Ainsi, les pollutions et les perfectionnisme de la culture des restaurants reflètent le destin de la famille et de la société américaines et illustrent la variété des traumatismes qui ont transformé ce pays en un mélange de Dr. Phil et de My Six-Hundred Pound Life. Il n’y a qu’ici, parmi le riz et les pâtes, que nous pouvons croire que l’hyperkinétique Ebon Moss-Bachrach — dont l’interprétation du maître d’hôtel Richie Jerimovich lui a valu un Primetime Emmy — pourrait sérieusement demander, ‘Tu me comprends ?’

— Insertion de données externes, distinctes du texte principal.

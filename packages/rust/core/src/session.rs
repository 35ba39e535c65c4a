//! Per-user session context.
//!
//! A session owns the user's settings, the ingested corpus and the chat
//! transcript. Settings are editable until the user proceeds; proceeding
//! freezes them until an ingest fails.

use std::fmt;

use serde::{Deserialize, Serialize};
use uuid::Uuid;

use webai_shared::{AppConfig, Result, WebAiError, validate_depth};

use crate::pipeline::{IngestRequest, IngestResult, UploadedText};
use crate::transcript::{ChatMessage, Transcript};

/// Time-sortable session identifier.
#[derive(Debug, Clone, Copy, PartialEq, Eq, Hash, Serialize, Deserialize)]
#[serde(transparent)]
pub struct SessionId(pub Uuid);

impl SessionId {
    pub fn new() -> Self {
        Self(Uuid::now_v7())
    }
}

impl Default for SessionId {
    fn default() -> Self {
        Self::new()
    }
}

impl fmt::Display for SessionId {
    fn fmt(&self, f: &mut fmt::Formatter<'_>) -> fmt::Result {
        write!(f, "{}", self.0)
    }
}

#[derive(Debug, Clone)]
pub struct Session {
    id: SessionId,
    max_depth: u32,
    frozen: bool,
    transcript: Transcript,
    corpus: Option<IngestResult>,
}

impl Default for Session {
    fn default() -> Self {
        Self::new()
    }
}

impl Session {
    pub fn new() -> Self {
        Self {
            id: SessionId::new(),
            max_depth: 1,
            frozen: false,
            transcript: Transcript::new(),
            corpus: None,
        }
    }

    pub fn id(&self) -> SessionId {
        self.id
    }

    pub fn max_depth(&self) -> u32 {
        self.max_depth
    }

    pub fn is_frozen(&self) -> bool {
        self.frozen
    }

    pub fn transcript(&self) -> &Transcript {
        &self.transcript
    }

    pub fn corpus(&self) -> Option<&IngestResult> {
        self.corpus.as_ref()
    }

    /// Change the crawl depth. Rejected once the session is frozen.
    pub fn set_max_depth(&mut self, depth: u32) -> Result<()> {
        if self.frozen {
            return Err(WebAiError::validation(
                "settings are frozen for this session",
            ));
        }
        self.max_depth = validate_depth(depth)?;
        Ok(())
    }

    /// Freeze the settings; the next step is an ingest.
    pub fn proceed(&mut self) {
        self.frozen = true;
    }

    /// Whether an ingest should run now.
    pub fn needs_ingest(&self) -> bool {
        self.frozen && self.corpus.is_none()
    }

    /// Build the ingest request for this session's settings.
    pub fn ingest_request(
        &self,
        config: &AppConfig,
        url: Option<String>,
        uploaded: Option<UploadedText>,
    ) -> IngestRequest {
        IngestRequest::from_config(config, url, uploaded, self.max_depth)
    }

    /// Keep the result of a successful ingest. Only one corpus per session.
    pub fn install_corpus(&mut self, corpus: IngestResult) -> Result<()> {
        if !self.frozen {
            return Err(WebAiError::validation(
                "proceed before installing a corpus",
            ));
        }
        if self.corpus.is_some() {
            return Err(WebAiError::validation(
                "this session already has a corpus",
            ));
        }
        self.corpus = Some(corpus);
        Ok(())
    }

    /// Unfreeze after a failed ingest so the settings can be changed.
    pub fn fail_ingest(&mut self) {
        self.frozen = false;
    }

    /// Record a question and the model's raw completion.
    ///
    /// Returns the assistant message that was stored.
    pub fn record_exchange(&mut self, question: &str, raw_completion: &str) -> Result<&ChatMessage> {
        if self.corpus.is_none() {
            return Err(WebAiError::validation("no content has been ingested yet"));
        }

        self.transcript.push(ChatMessage::Human(question.to_string()));
        self.transcript
            .push(ChatMessage::from_completion(raw_completion));

        self.transcript
            .messages()
            .last()
            .ok_or_else(|| WebAiError::validation("transcript is empty"))
    }

    pub fn render_transcript(&self) -> String {
        self.transcript.render()
    }
}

Les saisons un et deux ont investi beaucoup de temps et d’efforts à créer le suspense quant à savoir si l’équipe hétéroclite réussira ou non l’examen de prévention contre les incendies, une manière astucieuse de suggérer à la fois le chemin littéral et métaphorique au-delà de l’holocauste de la combustion sociale. La saison trois promet une fin aux explosions de colère suivies de gestion de la colère, le délicieux juxtaposé à l’indigeste, et sans aucun doute une douzaine de confessions gênantes de plus. Si l’irritabilité et la pénitence deviennent lassantes, il restera toujours ces gros plans qui mettent l’eau à la bouche de steaks T-bone et de ragoût d’agneau, de daikon haché, de la géométrie parfaite du micro-basilic pincé et du paradoxe exquis d’un cannoli salé — le tout imprégné par la question qui bouillonne dans notre époque post-traumatique : ‘Ça va ?’


Frederick Kaufman is a contributing editor at Harper’s magazine and a professor of English and Journalism at the College of Staten Island. His next project is a book about the world’s first political reactionary.